Alexander Dobrindt ist jener Politiker, der zuletzt am meisten Werbung für den Posten eines Digitalministers gemacht hat – wohl ganz ohne es zu wollen. Der CSU-Politiker war von 2013 bis 2017 Bundesminister für Verkehr und digitale Infrastruktur – ein wichtiger Teilbereich der Digitalisierung war also in seinem Ressort verortet. Als Dobrindt 2014 mit dem damaligen Wirtschaftsminister Sigmar Gabriel (SPD) und Noch-Innenminister Thomas de Maizière (CDU) die Digitale Agenda 2014–2017 vorstellte, betonte er, dass Deutschland einer der Treiber der Digitalisierung werden müsse, "um auch künftig Wohlstand, Wachstum und Wettbewerbsfähigkeit zu sichern". Sein Thema, die digitale Infrastruktur, stand dann auch an erster Stelle in der Agenda.

Dobrindts Amtszeit wurde allerdings von anderen Themen überschattet, bei denen er selten eine gute Figur abgab, etwa dem Streit um die sogenannte Ausländer-Maut, dem Dieselskandal oder den Problemen bei der Privatisierung der Autobahnen. Es ist ärgerlich, aber nicht überraschend, dass Dobrindts große Digitalversprechen da ins Hintertreffen gerieten: Gerade erst berichtete der Bayerische Rundfunk, "wie Alexander Dobrindt beim Breitbandausbau scheiterte".

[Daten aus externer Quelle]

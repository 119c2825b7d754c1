use std::fs;
use std::io::{BufWriter, Write};
use std::path::{Path, PathBuf};

use crate::build::{self, CompileReport, PackFileEntry};
use crate::compression;
use crate::errors::*;
use crate::stream::prelude::*;

use super::{PackFileElement, PackFileMetaData};

/// Stores the entry without compression.
pub const LEVEL_NONE: i32 = -2;

#[derive(Debug, Clone)]
struct Pending {
    path: PathBuf,
    name: String,
    size: u64,
    level: Option<i32>,
}

/// Builds a pack file out of files on disk.
///
/// Entries are written in the order they were added. Source files are only touched again in
/// `compile`, so they must not change in between.
#[derive(Debug, Default)]
pub struct PackFileGenerator {
    entries: Vec<Pending>,
}

impl PackFileGenerator {
    pub fn new() -> Self {
        PackFileGenerator::default()
    }

    /// Adds the file at `path`, stored raw under `name`.
    pub fn add_file<P, T>(&mut self, path: P, name: T) -> Result<()>
    where
        P: AsRef<Path>,
        T: Into<String>,
    {
        self.push(path.as_ref(), name.into(), None)
    }

    /// Adds the file at `path`, stored under `name` as a deflate stream. `level` is clamped to
    /// at most 9, `-1` selects the default level and `-2` stores the file raw.
    pub fn add_file_compressed<P, T>(&mut self, path: P, name: T, level: i32) -> Result<()>
    where
        P: AsRef<Path>,
        T: Into<String>,
    {
        let level = level.min(compression::MAX_LEVEL);
        let level = if level <= LEVEL_NONE { None } else { Some(level) };
        self.push(path.as_ref(), name.into(), level)
    }

    /// Adds an entry of a description section. `base` is the directory of the description file.
    pub fn add_entry(&mut self, entry: &PackFileEntry, base: &Path) -> Result<()> {
        let path = entry.resolve(base);
        match entry.compression_level {
            Some(level) => self.add_file_compressed(path, entry.internal_path.as_str(), level),
            None => self.add_file(path, entry.internal_path.as_str()),
        }
    }

    #[inline]
    pub fn len(&self) -> usize {
        self.entries.len()
    }

    #[inline]
    pub fn is_empty(&self) -> bool {
        self.entries.is_empty()
    }

    fn push(&mut self, path: &Path, name: String, level: Option<i32>) -> Result<()> {
        if self.entries.iter().any(|v| v.name == name) {
            return Err(Error::Logic(format!("duplicated pack file entry {}.", name)));
        }

        let metadata = fs::metadata(path)
            .map_err(|err| Error::NotFound(format!("{} ({})", path.display(), err)))?;

        if !metadata.is_file() {
            return Err(Error::NotFound(format!("{} is not a file", path.display())));
        }

        self.entries.push(Pending {
            path: path.to_owned(),
            name,
            size: metadata.len(),
            level,
        });

        Ok(())
    }

    /// Writes the pack file into `output`.
    pub fn compile<P: AsRef<Path>>(&self, output: P) -> Result<CompileReport> {
        let output = output.as_ref();

        // Compressed sizes are only known after compression, so those entries are deflated
        // into memory ahead of the offset computation.
        let mut blobs = Vec::with_capacity(self.entries.len());
        for v in &self.entries {
            match v.level {
                Some(level) => {
                    let raw = fs::read(&v.path)?;
                    if raw.len() as u64 != v.size {
                        return Err(Error::IO(format!(
                            "{} changed size from {} to {} bytes.",
                            v.path.display(),
                            v.size,
                            raw.len()
                        )));
                    }

                    blobs.push(Some(compression::compress(&raw, level)?));
                }
                None => blobs.push(None),
            }
        }

        let mut offset = 0;
        let mut elements = Vec::with_capacity(self.entries.len());
        for (v, blob) in self.entries.iter().zip(blobs.iter()) {
            let compressed_size = blob.as_ref().map(|b| b.len() as u64).unwrap_or(0);
            let element = PackFileElement {
                offset,
                size: v.size,
                compressed_size,
                name: v.name.clone(),
            };

            offset += element.stored_size();
            elements.push(element);
        }

        let meta = PackFileMetaData::with_payload_offsets(elements)?;

        let file = fs::File::create(output)?;
        let mut out = WriterOutput::new(BufWriter::new(file));
        meta.write_into(&mut out)?;

        for ((v, blob), element) in self.entries.iter().zip(blobs.iter()).zip(meta.elements.iter()) {
            if out.tell() != element.offset {
                return Err(Error::Logic(format!(
                    "entry {} is about to be written at {}, but its offset is {}.",
                    element.name,
                    out.tell(),
                    element.offset
                )));
            }

            match *blob {
                Some(ref bytes) => {
                    if !out.write_all_bytes(bytes) {
                        return Err(Error::IO(format!("short write of entry {}.", v.name)));
                    }
                }
                None => build::copy_exact(&v.path, &mut out, v.size)?,
            }
        }

        out.get_mut().flush()?;

        let report = CompileReport {
            entries: meta.len(),
            bytes: out.tell(),
        };

        info!(
            "Compiled pack file {} with {} entries, {} bytes.",
            output.display(),
            report.entries,
            report.bytes
        );

        Ok(report)
    }
}

impl PackFileMetaData {
    /// Shifts the offsets of `elements`, which are relative to the payload region, by the
    /// encoded size of the table itself. The size of the table must not change by doing so.
    pub fn with_payload_offsets(elements: Vec<PackFileElement>) -> Result<Self> {
        let mut meta = PackFileMetaData { elements };
        let header = meta.encoded_size();

        for v in &mut meta.elements {
            v.offset = v
                .offset
                .checked_add(header)
                .ok_or_else(|| Error::BufferTooLarge(v.offset))?;
        }

        let fixed = meta.encoded_size();
        if fixed != header {
            return Err(Error::Logic(format!(
                "pack file metadata size did not converge ({} != {}).",
                fixed, header
            )));
        }

        Ok(meta)
    }
}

Das Beispiel Dobrindt zeigt aber auch: Wenn jemand für Digitalthemen zuständig ist, dann muss er sich damit auch auskennen. Gelingt es also den Unternehmern mit ihrer Petition und dem zunehmenden Druck aus der Digitalbranche doch noch, einen Digitalchef in der Bundesregierung durchzusetzen – ob nun als Staatsminister im Bundeskanzleramt oder als Ministerin mit eigenem Ministerium –, dann fängt eine wichtige Debatte erst an: darüber, wer dafür der geeignete Kopf wäre.